■ Exercise objective:
An exact copy of the listing is what is needed; please output it in full.

■ Information supplied:
[Start of Attachment]
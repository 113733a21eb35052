//! Observable lifecycle events
//!
//! Events are explicit and typed: every state change the controller,
//! monitor, or fault scheduler makes maps to exactly one event name.

use std::fmt;

/// Observable events in cascmon
#[derive(Debug, Clone, Copy, PartialEq, Eq)]
pub enum Event {
    // Boot & lifecycle
    /// Configuration loaded and validated
    ConfigLoaded,
    /// Topology built (tree validated, controllers created)
    TopologyBuilt,
    /// Cluster bring-up begins
    BringupStart,
    /// All nodes running, monitoring may begin
    BringupComplete,
    /// Teardown initiated
    ShutdownStart,
    /// Teardown complete
    ShutdownComplete,

    // Node controller
    /// Node process started and link established
    NodeStarted,
    /// Node stopped (link closed, process down)
    NodeStopped,
    /// WAL replay suspended on a node
    ReplayPaused,
    /// WAL replay resumed on a node
    ReplayResumed,
    /// Node killed by a fault task
    NodeKilled,
    /// Scheduled restart succeeded
    NodeRestarted,
    /// Scheduled restart attempt failed, node stays killed (FATAL only
    /// during initial bring-up; a retry follows here)
    RestartAttemptFailed,

    // Lag monitor
    /// A node's poll failed or timed out; its record degrades to stale
    PollDegraded,

    // Probe workload
    /// Probe write issued at the primary
    ProbeWriteStart,
    /// Probe write durably acknowledged
    ProbeWriteComplete,

    // Fault scheduler
    /// Disruption task accepted and spawned
    FaultScheduled,
    /// Disruption request rejected (unknown target or busy node)
    FaultRejected,
    /// Disruption task ran to completion
    FaultCompleted,
    /// Disruption task cancelled by operator override
    FaultCancelled,
}

impl Event {
    /// Returns the canonical event name
    pub fn as_str(&self) -> &'static str {
        match self {
            Event::ConfigLoaded => "CONFIG_LOADED",
            Event::TopologyBuilt => "TOPOLOGY_BUILT",
            Event::BringupStart => "BRINGUP_START",
            Event::BringupComplete => "BRINGUP_COMPLETE",
            Event::ShutdownStart => "SHUTDOWN_START",
            Event::ShutdownComplete => "SHUTDOWN_COMPLETE",
            Event::NodeStarted => "NODE_STARTED",
            Event::NodeStopped => "NODE_STOPPED",
            Event::ReplayPaused => "REPLAY_PAUSED",
            Event::ReplayResumed => "REPLAY_RESUMED",
            Event::NodeKilled => "NODE_KILLED",
            Event::NodeRestarted => "NODE_RESTARTED",
            Event::RestartAttemptFailed => "RESTART_ATTEMPT_FAILED",
            Event::PollDegraded => "POLL_DEGRADED",
            Event::ProbeWriteStart => "PROBE_WRITE_START",
            Event::ProbeWriteComplete => "PROBE_WRITE_COMPLETE",
            Event::FaultScheduled => "FAULT_SCHEDULED",
            Event::FaultRejected => "FAULT_REJECTED",
            Event::FaultCompleted => "FAULT_COMPLETED",
            Event::FaultCancelled => "FAULT_CANCELLED",
        }
    }

    /// Whether this event reports a degraded (but recoverable) condition
    pub fn is_degraded(&self) -> bool {
        matches!(
            self,
            Event::PollDegraded | Event::RestartAttemptFailed | Event::FaultRejected
        )
    }
}

impl fmt::Display for Event {
    fn fmt(&self, f: &mut fmt::Formatter<'_>) -> fmt::Result {
        write!(f, "{}", self.as_str())
    }
}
[End of Attachment]
■ Solution to this exercise:
repository 113733a21eb35052
//! Observable lifecycle events
//!
//! Events are explicit and typed: every state change the controller,
//! monitor, or fault scheduler makes maps to exactly one event name.

use std::fmt;

/// Observable events in cascmon
#[derive(Debug, Clone, Copy, PartialEq, Eq)]
pub enum Event {
    // Boot & lifecycle
    /// Configuration loaded and validated
    ConfigLoaded,
    /// Topology built (tree validated, controllers created)
    TopologyBuilt,
    /// Cluster bring-up begins
    BringupStart,
    /// All nodes running, monitoring may begin
    BringupComplete,
    /// Teardown initiated
    ShutdownStart,
    /// Teardown complete
    ShutdownComplete,

    // Node controller
    /// Node process started and link established
    NodeStarted,
    /// Node stopped (link closed, process down)
    NodeStopped,
    /// WAL replay suspended on a node
    ReplayPaused,
    /// WAL replay resumed on a node
    ReplayResumed,
    /// Node killed by a fault task
    NodeKilled,
    /// Scheduled restart succeeded
    NodeRestarted,
    /// Scheduled restart attempt failed, node stays killed (FATAL only
    /// during initial bring-up; a retry follows here)
    RestartAttemptFailed,

    // Lag monitor
    /// A node's poll failed or timed out; its record degrades to stale
    PollDegraded,

    // Probe workload
    /// Probe write issued at the primary
    ProbeWriteStart,
    /// Probe write durably acknowledged
    ProbeWriteComplete,

    // Fault scheduler
    /// Disruption task accepted and spawned
    FaultScheduled,
    /// Disruption request rejected (unknown target or busy node)
    FaultRejected,
    /// Disruption task ran to completion
    FaultCompleted,
    /// Disruption task cancelled by operator override
    FaultCancelled,
}

impl Event {
    /// Returns the canonical event name
    pub fn as_str(&self) -> &'static str {
        match self {
            Event::ConfigLoaded => "CONFIG_LOADED",
            Event::TopologyBuilt => "TOPOLOGY_BUILT",
            Event::BringupStart => "BRINGUP_START",
            Event::BringupComplete => "BRINGUP_COMPLETE",
            Event::ShutdownStart => "SHUTDOWN_START",
            Event::ShutdownComplete => "SHUTDOWN_COMPLETE",
            Event::NodeStarted => "NODE_STARTED",
            Event::NodeStopped => "NODE_STOPPED",
            Event::ReplayPaused => "REPLAY_PAUSED",
            Event::ReplayResumed => "REPLAY_RESUMED",
            Event::NodeKilled => "NODE_KILLED",
            Event::NodeRestarted => "NODE_RESTARTED",
            Event::RestartAttemptFailed => "RESTART_ATTEMPT_FAILED",
            Event::PollDegraded => "POLL_DEGRADED",
            Event::ProbeWriteStart => "PROBE_WRITE_START",
            Event::ProbeWriteComplete => "PROBE_WRITE_COMPLETE",
            Event::FaultScheduled => "FAULT_SCHEDULED",
            Event::FaultRejected => "FAULT_REJECTED",
            Event::FaultCompleted => "FAULT_COMPLETED",
            Event::FaultCancelled => "FAULT_CANCELLED",
        }
    }

    /// Whether this event reports a degraded (but recoverable) condition
    pub fn is_degraded(&self) -> bool {
        matches!(
            self,
            Event::PollDegraded | Event::RestartAttemptFailed | Event::FaultRejected
        )
    }
}

impl fmt::Display for Event {
    fn fmt(&self, f: &mut fmt::Formatter<'_>) -> fmt::Result {
        write!(f, "{}", self.as_str())
    }
}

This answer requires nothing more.